At that point, it may not matter how bad the fundamentals are. From the emotional mindset of current buyers, LCID stock is a discount — and the rising price serves as a feedback loop affirming that the window of opportunity is closing.
Still, even with acknowledging this phenomenon, just the fact that it could materialize isn't necessarily enough to justify a trade in LCID stock. Fortunately, we can measure reflexivity — or more precisely, measure its distributional impact across a fixed period of time.
In this manner, we can make a data-driven evaluation rather than an emotional one.
Analyzing the Distribution and Not the Event of LCID Stock
One of the most common practices in financial trading is to exclusively view public securities as a function of time. However, this relationship merely involves temporal indexing. In reality, price is a function of state. Of course, the problem is that no one truly knows what that state is.

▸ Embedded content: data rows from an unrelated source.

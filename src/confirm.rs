//! Delete Confirmation
//!
//! A delete dialog that stays locked until the user types the required
//! literal. Replaces the inline confirm/cancel button pair with a typed
//! acknowledgment.

use crate::error::ControllerError;
use crate::mutation::MutationState;
use crate::schema::EntityId;

pub const DEFAULT_CONFIRM_LITERAL: &str = "delete";

/// Pure precondition for destructive mutations
#[derive(Debug, Clone, PartialEq, Eq)]
pub struct ConfirmationGate {
    literal: String,
}

impl ConfirmationGate {
    pub fn new(literal: impl Into<String>) -> Self {
        Self { literal: literal.into() }
    }

    /// Case-sensitive exact match
    pub fn is_unlocked(&self, token: &str) -> bool {
        token == self.literal
    }
}

impl Default for ConfirmationGate {
    fn default() -> Self {
        Self::new(DEFAULT_CONFIRM_LITERAL)
    }
}

/// Open delete dialog for one entity
///
/// The token lives only while the dialog is open.
#[derive(Debug)]
pub struct DeleteDialog {
    target: EntityId,
    gate: ConfirmationGate,
    token: Option<String>,
    state: MutationState,
}

impl DeleteDialog {
    pub fn open(target: EntityId, gate: ConfirmationGate) -> Self {
        Self {
            target,
            gate,
            token: Some(String::new()),
            state: MutationState::Idle,
        }
    }

    pub fn target(&self) -> EntityId {
        self.target
    }

    pub fn token(&self) -> Option<&str> {
        self.token.as_deref()
    }

    pub fn is_open(&self) -> bool {
        self.token.is_some()
    }

    pub fn state(&self) -> MutationState {
        self.state
    }

    /// Typed confirmation text. Ignored once the dialog is closed.
    pub fn input(&mut self, token: impl Into<String>) {
        if let Some(current) = self.token.as_mut() {
            *current = token.into();
        }
    }

    /// Whether the confirm control should be enabled
    pub fn can_confirm(&self) -> bool {
        self.token.as_deref().is_some_and(|token| self.gate.is_unlocked(token))
    }

    /// Cancel or finish: the token is discarded either way
    pub fn close(&mut self) {
        self.token = None;
    }

    /// Enter `Submitting` if the gate is unlocked and nothing is in flight
    pub(crate) fn begin(&mut self) -> Result<EntityId, ControllerError> {
        if !self.is_open() {
            return Err(ControllerError::Closed);
        }
        if self.state == MutationState::Submitting {
            return Err(ControllerError::Busy);
        }
        if !self.can_confirm() {
            return Err(ControllerError::Locked);
        }
        self.state = MutationState::Submitting;
        Ok(self.target)
    }

    pub(crate) fn finish(&mut self, succeeded: bool) {
        if succeeded {
            self.state = MutationState::Succeeded;
            self.close();
        } else {
            self.state = MutationState::Failed;
        }
    }
}
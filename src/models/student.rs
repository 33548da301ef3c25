//! Student Entity
//!
//! Students enrol on a degree at a level and pick optional modules offered
//! for exactly that degree and level.

use std::borrow::Cow;

use serde::{Deserialize, Serialize};

use crate::draft::Draft;
use crate::schema::{
    is_unassigned, Cascade, Entity, EntityId, FieldKind, FieldSpec, OptionRule, Schema, UNASSIGNED_ID,
};

static SCHEMA: Schema = Schema {
    resource: "students",
    label: "Student",
    fields: &[
        FieldSpec::required("name", FieldKind::Text),
        FieldSpec::required("email", FieldKind::Text),
        FieldSpec::required("degree_name", FieldKind::Text),
        FieldSpec::required("level", FieldKind::Text),
        FieldSpec::optional("status", FieldKind::Text),
        FieldSpec::optional("optional_modules", FieldKind::List),
    ],
    cascades: &[
        Cascade { parent: "degree_name", dependents: &["optional_modules"] },
        Cascade { parent: "level", dependents: &["optional_modules"] },
    ],
    options: &[
        OptionRule {
            field: "degree_name",
            source: "degrees",
            value_attribute: "code",
            label_attribute: "name",
            constraints: &[],
            flag: None,
        },
        OptionRule {
            field: "optional_modules",
            source: "modules",
            value_attribute: "code",
            label_attribute: "name",
            constraints: &[("degree_name", "degree_name"), ("level", "level")],
            flag: Some("is_optional"),
        },
    ],
    search: &["name"],
    facets: &["level", "status", "degree_name"],
};

#[derive(Debug, Clone, PartialEq, Serialize, Deserialize)]
pub struct Student {
    #[serde(default, skip_serializing_if = "is_unassigned")]
    pub id: EntityId,
    pub name: String,
    pub email: String,
    /// Code of the enrolled degree
    pub degree_name: String,
    pub level: String,
    /// `active`, `inactive` or `graduated`
    #[serde(default)]
    pub status: Option<String>,
    #[serde(default)]
    pub optional_modules: Vec<String>,
}

impl Student {
    fn fixture(id: EntityId, name: &str, email: &str, degree_name: &str, level: &str, modules: &[&str]) -> Self {
        Self {
            id,
            name: name.to_string(),
            email: email.to_string(),
            degree_name: degree_name.to_string(),
            level: level.to_string(),
            status: Some("active".to_string()),
            optional_modules: modules.iter().map(|code| code.to_string()).collect(),
        }
    }
}

impl Entity for Student {
    fn schema() -> &'static Schema {
        &SCHEMA
    }

    fn id(&self) -> EntityId {
        self.id
    }

    fn with_id(self, id: EntityId) -> Self {
        Self { id, ..self }
    }

    fn attribute(&self, name: &str) -> Option<Cow<'_, str>> {
        match name {
            "name" => Some(Cow::Borrowed(&self.name)),
            "email" => Some(Cow::Borrowed(&self.email)),
            "degree_name" => Some(Cow::Borrowed(&self.degree_name)),
            "level" => Some(Cow::Borrowed(&self.level)),
            "status" => self.status.as_deref().map(Cow::Borrowed),
            "optional_modules" => Some(Cow::Owned(self.optional_modules.join(","))),
            _ => None,
        }
    }

    fn to_draft(&self) -> Draft {
        Draft::empty(&SCHEMA)
            .with_text("name", self.name.as_str())
            .with_text("email", self.email.as_str())
            .with_text("degree_name", self.degree_name.as_str())
            .with_text("level", self.level.as_str())
            .with_optional_text("status", self.status.as_deref())
            .with_list("optional_modules", self.optional_modules.clone())
    }

    fn from_draft(draft: &Draft) -> Result<Self, Vec<&'static str>> {
        Ok(Self {
            id: UNASSIGNED_ID,
            name: draft.text("name").to_string(),
            email: draft.text("email").to_string(),
            degree_name: draft.text("degree_name").to_string(),
            level: draft.text("level").to_string(),
            status: draft.optional_text("status"),
            optional_modules: draft.list("optional_modules"),
        })
    }

    fn fixtures() -> Vec<Self> {
        vec![
            Self::fixture(1, "Ada Lovelace", "ada@example.edu", "BSC-CS", "UG", &["CS210"]),
            Self::fixture(2, "Alan Turing", "alan@example.edu", "MSC-DS", "PG", &["DS520"]),
            Self::fixture(3, "Emmy Noether", "emmy@example.edu", "BSC-MATH", "UG", &[]),
        ]
    }
}
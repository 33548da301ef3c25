//! Remote Resource Gateway
//!
//! Abstract CRUD bindings against the backend, organized by transport.

mod memory;
mod reference;
mod rest;

use std::fmt;
use std::rc::Rc;

use async_trait::async_trait;

use crate::schema::{Entity, EntityId};

pub use memory::MemoryGateway;
pub use reference::{GatewayReferences, ReferenceRecord, ReferenceSource};
pub use rest::{HttpMethod, HttpRequest, HttpResponse, ReqwestTransport, RestGateway, Transport};

// ========================
// Failures
// ========================

/// Failure classification the controller acts on
#[derive(Debug, Clone, Copy, PartialEq, Eq)]
pub enum FailureKind {
    Unauthorized,
    Other,
}

/// A classified gateway failure
#[derive(Debug, Clone, PartialEq, Eq)]
pub struct Failure {
    pub kind: FailureKind,
    pub status: Option<u16>,
    pub message: Option<String>,
}

impl Failure {
    pub fn unauthorized(message: Option<String>) -> Self {
        Self { kind: FailureKind::Unauthorized, status: Some(401), message }
    }

    pub fn other(message: Option<String>) -> Self {
        Self { kind: FailureKind::Other, status: None, message }
    }

    /// Classify an HTTP status. Only 401 counts as an authentication failure.
    pub fn from_status(status: u16, message: Option<String>) -> Self {
        let kind = if status == 401 { FailureKind::Unauthorized } else { FailureKind::Other };
        Self { kind, status: Some(status), message }
    }

    pub fn is_unauthorized(&self) -> bool {
        self.kind == FailureKind::Unauthorized
    }
}

impl fmt::Display for Failure {
    fn fmt(&self, f: &mut fmt::Formatter<'_>) -> fmt::Result {
        let label = match self.kind {
            FailureKind::Unauthorized => "Unauthorized",
            FailureKind::Other => "Request failed",
        };
        match (self.status, &self.message) {
            (Some(status), Some(msg)) => write!(f, "{} ({}): {}", label, status, msg),
            (Some(status), None) => write!(f, "{} ({})", label, status),
            (None, Some(msg)) => write!(f, "{}: {}", label, msg),
            (None, None) => f.write_str(label),
        }
    }
}

impl std::error::Error for Failure {}

/// Common result type for gateway calls
pub type GatewayResult<T> = Result<T, Failure>;

// ========================
// Gateway Trait
// ========================

/// CRUD against the remote collection of one resource type
///
/// Futures are not `Send`: the controller runs on a single UI thread.
#[async_trait(?Send)]
pub trait Gateway<E: Entity> {
    /// Full collection
    async fn list(&self) -> GatewayResult<Vec<E>>;

    /// Persist a new entity; the result carries the server-assigned id
    async fn create(&self, payload: &E) -> GatewayResult<E>;

    /// Replace an existing entity
    async fn update(&self, id: EntityId, payload: &E) -> GatewayResult<E>;

    /// Delete entity by ID
    async fn delete(&self, id: EntityId) -> GatewayResult<()>;
}

#[async_trait(?Send)]
impl<E: Entity, G: Gateway<E> + ?Sized> Gateway<E> for Rc<G> {
    async fn list(&self) -> GatewayResult<Vec<E>> {
        (**self).list().await
    }

    async fn create(&self, payload: &E) -> GatewayResult<E> {
        (**self).create(payload).await
    }

    async fn update(&self, id: EntityId, payload: &E) -> GatewayResult<E> {
        (**self).update(id, payload).await
    }

    async fn delete(&self, id: EntityId) -> GatewayResult<()> {
        (**self).delete(id).await
    }
}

Without going too deep down the rabbit hole, even the most advanced quantum computers would likely not calculate the true driving state of market kinesis. Even if this magic formula were somehow revealed, the act of observing the true state would change the state, which goes right back to the reflexivity phenomenon.
What we can do, though, is measure the likelihood and propensity of reflexive behaviors. In other words, no one knows why LCID stock moves the way it does. However, we can anticipate through the observation of past analogs where LCID may end up given certain conditions.
The above point is the core reason why I adopt a discretized, frequentist logic. If we were to simply analyze one continuous strand of data, certain one-off events could distort expectations. However, if we split this strand into multiple rolling windows or trials of data, rare aberrations would be neutralized. At the same time, certain price points will feature a higher density of outcomes than others.
Consider the tread marks on the road. Not every area of the pavement features even wear and tear because vehicles tend to drive on certain parts of the road more so than others. Similarly, by viewing price action as multiple trials, the geometric structure of risk materializes.
My thesis is ultimately a simple one: we can use risk geometry to make better decisions regarding LCID stock.
Putting Theory to Work for Lucid Group
Using the above methodology, the forward 10-week returns of LCID stock can be arranged as a distributional curve, with outcomes ranging between $10 and $14 (assuming an anchor price of $12.98, Wednesday's close). Further, price clustering would likely be predominant around $12, thus implying a strongly negative bias, which is honestly not surprising.
Here's the problem I'm running into. If we were to isolate the frequentist logic to the current quantitative signal at hand, the 3-7-D sequence, the outcome doesn't materially improve. Historically, when LCID stock has printed three up weeks and seven down weeks (with an overall downward slope), the 10-week returns would effectively narrow to between $10.70 and $13.40. Price clustering would still occur around the vicinity of $12, give or take a few cents in either direction.
Even under the most optimistic scenario, you're still looking at a tendency for a negative bias.
Regrettably, then, the prudent approach may well be bearish. In that regard, the only idea I would remotely consider is the 13/11 bear put spread, expiring February 20, 2026. This trade requires LCID stock to fall through the $11 strike price at expiration to trigger the maximum payout, an ambitious target. About the only saving grace here is that the breakeven price of $11.65 is contextually realistic.
But would I take the trade? At this moment, no. With a maximum payout of only 48.15% at the time of writing, that's a lot of risk for relatively minimal reward — to me, a clear signal that the put options are overpriced.
Essentially, everyone is expecting LCID stock to tumble. If you're really dead-set on the bearish trade, it may be better to wait for LCID to rise more for a better deal.